© 2017 by Idaho Rodeo Hall of Fame

Robert L. Tyler

Class of 2018

Bob was on a horse as soon as he could leave his mother’s lap. His father Artie taught him to ride and be one with his saddle. Bob remembers early on going to a rodeo in Massacre Rocks, where cars were lined up in a circle so their headlights lit up to make the arena.

 

When he was 17, Walter Toevs has a string of bucking broncs. Jimmy Poulton and Walt decided Bob was good enough to be a rider in Emmett, Idaho. Bob remembers them asking him which bronc he thought he could ride and he chose the “Strawberry Roan” with a “Bolly” face. He remembers the gate opening, then nothing else until he was picked up off the ground to the sounds of people cheering. Only then did he find out he’d won.

 

His second rodeo was at Mormon Day in Carey, ID. As the gate opened, his foot got stuck in it, jerking him off the horse.
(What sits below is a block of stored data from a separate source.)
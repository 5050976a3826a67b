//! Route table for the Propsearch HTTP interface

use crate::handlers::{
    handle_get_property, handle_health_check, handle_not_found, handle_search_properties,
    AppState,
};
use axum::{routing::get, Router};

/// API routes configuration
///
/// - `GET /health`
/// - `GET /properties`
/// - `GET /properties/:id`
///
/// Anything else, including other methods on these paths, answers with a
/// `RESOURCE_NOT_FOUND` envelope.
pub fn create_routes() -> Router<AppState> {
    Router::new()
        .route(
            "/health",
            get(handle_health_check).fallback(handle_not_found),
        )
        .route(
            "/properties",
            get(handle_search_properties).fallback(handle_not_found),
        )
        .route(
            "/properties/:id",
            get(handle_get_property).fallback(handle_not_found),
        )
        .fallback(handle_not_found)
}

/// Routes bound to a concrete state, ready to serve
pub fn router(state: AppState) -> Router {
    create_routes().with_state(state)
}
He got a re-ride. When he mounted, one of the guys helping him with his rig said “what’s that bone sticking out of your shoulder?” Bob had broken his collar bone and didn’t know it.

 

Bob’s son Scott was born in 1961. The two of them team roped together and won a lot of money, champion header and heeler. Bob won his last buckle in 2001 at the Bid D event with his son Scott as the header.

 

In 1983 Bob became the Director of Declo Big D Roping Club “Wilderness Circuit.”

 

In the early days, Bob was a good bareback rider. He knew every trail from Hidden Valley to Picabo to Muldoon. He also knew where to find water, and could drive 3200 head of cattle. Today, Bob still shoes horses and attends the auction every week.